Cancellation guarantee: in Slick 4 a transaction is rolled back not only on error but also on fiber cancellation. This guarantee was not possible with Future-based execution.
Rollbacks
In case you want to force a rollback, you can return DBIO.failed within a DBIOAction.
sourceval countAction = coffees.length.result
val rollbackAction = (coffees ++= Seq(
("Cold_Drip", new SerialBlob(Array[Byte](101))),
("Dutch_Coffee", new SerialBlob(Array[Byte](49)))
)).flatMap { _ =>
DBIO.failed(new Exception("Roll it back"))
}.transactionally
val errorHandleAction = rollbackAction.asTry.flatMap {
case Failure(e: Throwable) => DBIO.successful(e.getMessage)

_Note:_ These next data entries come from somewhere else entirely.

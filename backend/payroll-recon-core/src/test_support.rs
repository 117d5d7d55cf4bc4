// src/test_support.rs
//
// In-memory transport for service and resolver tests.

use std::collections::{HashMap, VecDeque};
use std::sync::Mutex;

use async_trait::async_trait;
use serde_json::{json, Value};

use crate::error::ReconError;
use crate::resolver::{ApiResponse, RequestDescriptor, Transport};

#[derive(Debug, Clone)]
pub enum Reply {
    Json(Value),
    Empty,
    Status(u16, Value),
}

impl Reply {
    fn into_result(self) -> Result<ApiResponse, ReconError> {
        match self {
            Reply::Json(value) => Ok(ApiResponse::Json(value)),
            Reply::Empty => Ok(ApiResponse::Empty),
            Reply::Status(status, body) => Err(ReconError::Api {
                status,
                message: body
                    .get("detail")
                    .and_then(Value::as_str)
                    .unwrap_or("scripted failure")
                    .to_string(),
                body,
            }),
        }
    }
}

/// Replies keyed by `"METHOD /path?query"` (exact) or `"METHOD /path"`. Each key
/// holds a queue; the last reply repeats. Unscripted requests get a 404.
#[derive(Default)]
pub struct ScriptedTransport {
    routes: Mutex<HashMap<String, VecDeque<Reply>>>,
    calls: Mutex<Vec<RequestDescriptor>>,
}

impl ScriptedTransport {
    pub fn new() -> Self {
        Self::default()
    }

    pub fn on(self, key: &str, reply: Reply) -> Self {
        if let Ok(mut routes) = self.routes.lock() {
            routes.entry(key.to_string()).or_default().push_back(reply);
        }
        self
    }

    pub fn calls(&self) -> Vec<RequestDescriptor> {
        self.calls.lock().map(|c| c.clone()).unwrap_or_default()
    }

    pub fn described_calls(&self) -> Vec<String> {
        self.calls().iter().map(RequestDescriptor::describe).collect()
    }

    fn next_reply(&self, request: &RequestDescriptor) -> Reply {
        let mut routes = match self.routes.lock() {
            Ok(routes) => routes,
            Err(_) => return Reply::Status(500, json!({"detail": "poisoned"})),
        };
        let keys = [
            request.describe(),
            format!("{} {}", request.method, request.path),
        ];
        for key in keys {
            if let Some(queue) = routes.get_mut(&key) {
                if queue.len() > 1 {
                    if let Some(reply) = queue.pop_front() {
                        return reply;
                    }
                }
                if let Some(reply) = queue.front() {
                    return reply.clone();
                }
            }
        }
        Reply::Status(404, json!({"detail": "Not Found"}))
    }
}

#[async_trait]
impl Transport for ScriptedTransport {
    async fn send(&self, request: &RequestDescriptor) -> Result<ApiResponse, ReconError> {
        if let Ok(mut calls) = self.calls.lock() {
            calls.push(request.clone());
        }
        self.next_reply(request).into_result()
    }
}
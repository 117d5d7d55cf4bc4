// src/resolver.rs

use async_trait::async_trait;
use reqwest::Method;
use serde_json::Value;
use tracing::{debug, error, info, warn};

use crate::cancel::CancelToken;
use crate::error::ReconError;

// --- Request descriptors ---

/// One candidate request: method, path relative to the base URL, query, JSON body.
#[derive(Debug, Clone, PartialEq)]
pub struct RequestDescriptor {
    pub method: Method,
    pub path: String,
    pub query: Vec<(String, String)>,
    pub body: Option<Value>,
}

impl RequestDescriptor {
    pub fn new<S: Into<String>>(method: Method, path: S) -> Self {
        Self {
            method,
            path: path.into(),
            query: Vec::new(),
            body: None,
        }
    }

    pub fn get<S: Into<String>>(path: S) -> Self {
        Self::new(Method::GET, path)
    }

    pub fn post<S: Into<String>>(path: S, body: Value) -> Self {
        Self::new(Method::POST, path).with_body(body)
    }

    pub fn put<S: Into<String>>(path: S, body: Value) -> Self {
        Self::new(Method::PUT, path).with_body(body)
    }

    pub fn delete<S: Into<String>>(path: S) -> Self {
        Self::new(Method::DELETE, path)
    }

    pub fn with_body(mut self, body: Value) -> Self {
        self.body = Some(body);
        self
    }

    /// Adds a query parameter; `None` and empty strings are omitted, never sent blank.
    pub fn param<K: Into<String>, V: ToString>(mut self, key: K, value: Option<V>) -> Self {
        if let Some(value) = value {
            let value = value.to_string();
            if !value.is_empty() {
                self.query.push((key.into(), value));
            }
        }
        self
    }

    /// Same request under the `/api` prefix.
    pub fn api_prefixed(&self) -> Self {
        Self {
            path: format!("/api{}", self.path),
            ..self.clone()
        }
    }

    /// `GET /path?k=v` form used in logs and error context.
    pub fn describe(&self) -> String {
        if self.query.is_empty() {
            return format!("{} {}", self.method, self.path);
        }
        let query: Vec<String> = self.query.iter().map(|(k, v)| format!("{}={}", k, v)).collect();
        format!("{} {}?{}", self.method, self.path, query.join("&"))
    }
}

// --- Responses and transport ---

#[derive(Debug, Clone, PartialEq)]
pub enum ApiResponse {
    /// `204 No Content` (or an empty JSON body).
    Empty,
    Json(Value),
    Text(String),
}

impl ApiResponse {
    /// JSON view of the body: `Null` for empty, parsed text if it happens to be JSON,
    /// else the text as a JSON string.
    pub fn to_json(&self) -> Value {
        match self {
            ApiResponse::Empty => Value::Null,
            ApiResponse::Json(value) => value.clone(),
            ApiResponse::Text(text) => {
                serde_json::from_str(text).unwrap_or_else(|_| Value::String(text.clone()))
            }
        }
    }
}

/// Sends one request descriptor to the backend. Implemented over reqwest by
/// `ApiClient`; tests substitute scripted transports.
#[async_trait]
pub trait Transport: Send + Sync {
    async fn send(&self, request: &RequestDescriptor) -> Result<ApiResponse, ReconError>;
}

/// The candidate that answered and what it returned.
#[derive(Debug, Clone)]
pub struct Resolved {
    pub response: ApiResponse,
    pub request: RequestDescriptor,
    /// 1-based position of the answering candidate.
    pub attempts: usize,
}

// --- Resolution ---

/// Tries `candidates` strictly in order and returns the first success.
///
/// Soft failures (401/403/404/405) move on to the next candidate; any other
/// failure stops resolution and is returned as-is. Exhausting the list yields
/// `NoVariantSucceeded` carrying the last soft failure.
pub async fn resolve(
    transport: &dyn Transport,
    operation: &str,
    candidates: &[RequestDescriptor],
    cancel: &CancelToken,
) -> Result<Resolved, ReconError> {
    resolve_accepting(transport, operation, candidates, cancel, |_| Ok(())).await
}

/// Like [`resolve`], but a successful response that `accept` rejects is treated
/// as a soft miss and resolution continues.
pub async fn resolve_accepting<F>(
    transport: &dyn Transport,
    operation: &str,
    candidates: &[RequestDescriptor],
    cancel: &CancelToken,
    accept: F,
) -> Result<Resolved, ReconError>
where
    F: Fn(&ApiResponse) -> Result<(), String>,
{
    if candidates.is_empty() {
        return Err(ReconError::Config(format!(
            "No candidate endpoints for '{}'",
            operation
        )));
    }

    let mut last_soft: Option<ReconError> = None;
    for (index, candidate) in candidates.iter().enumerate() {
        let attempt = index + 1;
        debug!(
            "Resolving '{}': attempt {}/{} {}",
            operation,
            attempt,
            candidates.len(),
            candidate.describe()
        );

        match cancel.run(transport.send(candidate)).await {
            Ok(response) => match accept(&response) {
                Ok(()) => {
                    info!(
                        "Resolved '{}' via {} (attempt {})",
                        operation,
                        candidate.describe(),
                        attempt
                    );
                    return Ok(Resolved {
                        response,
                        request: candidate.clone(),
                        attempts: attempt,
                    });
                }
                Err(detail) => {
                    warn!(
                        "'{}': {} answered but was rejected: {}",
                        operation,
                        candidate.describe(),
                        detail
                    );
                    last_soft = Some(ReconError::Mismatch {
                        path: candidate.describe(),
                        detail,
                    });
                }
            },
            Err(e) if e.is_soft() => {
                warn!(
                    "'{}': {} soft failure, trying next variant: {}",
                    operation,
                    candidate.describe(),
                    e
                );
                last_soft = Some(e);
            }
            Err(e) => {
                error!(
                    "'{}': {} failed hard, aborting resolution: {}",
                    operation,
                    candidate.describe(),
                    e
                );
                return Err(e);
            }
        }
    }

    Err(ReconError::NoVariantSucceeded {
        operation: operation.to_string(),
        attempts: candidates.len(),
        last: Box::new(last_soft.unwrap_or_else(|| {
            ReconError::Config(format!("No candidate endpoints for '{}'", operation))
        })),
    })
}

case Success(_) => DBIO.successful("never reached")
}
// Here we show that that coffee count is the same before and after the attempted insert.
// We also show that the result of the action is filled in with the exception's message.
val f = db.run(countAction zip errorHandleAction zip countAction).map {
case ((initialCount, result), finalCount) =>
// init: 5, final: 5, result: Roll it back
println(s"init: ${initialCount}, final: ${finalCount}, result: ${result}")
result
}
JDBC Interoperability
Use this when you need JDBC functionality that is not directly modeled in Slick.
In order to drop down to the JDBC level for functionality that is not available in Slick, you can use a SimpleDBIO action which is run on a database thread and gets access to the JDBC Connection:
sourceval getAutoCommit = SimpleDBIO[Boolean](_.connection.getAutoCommit)
If you need to access state of the database session across multiple SimpleDBIO actions, make sure to use withPinnedSession or transactionally accordingly (see above).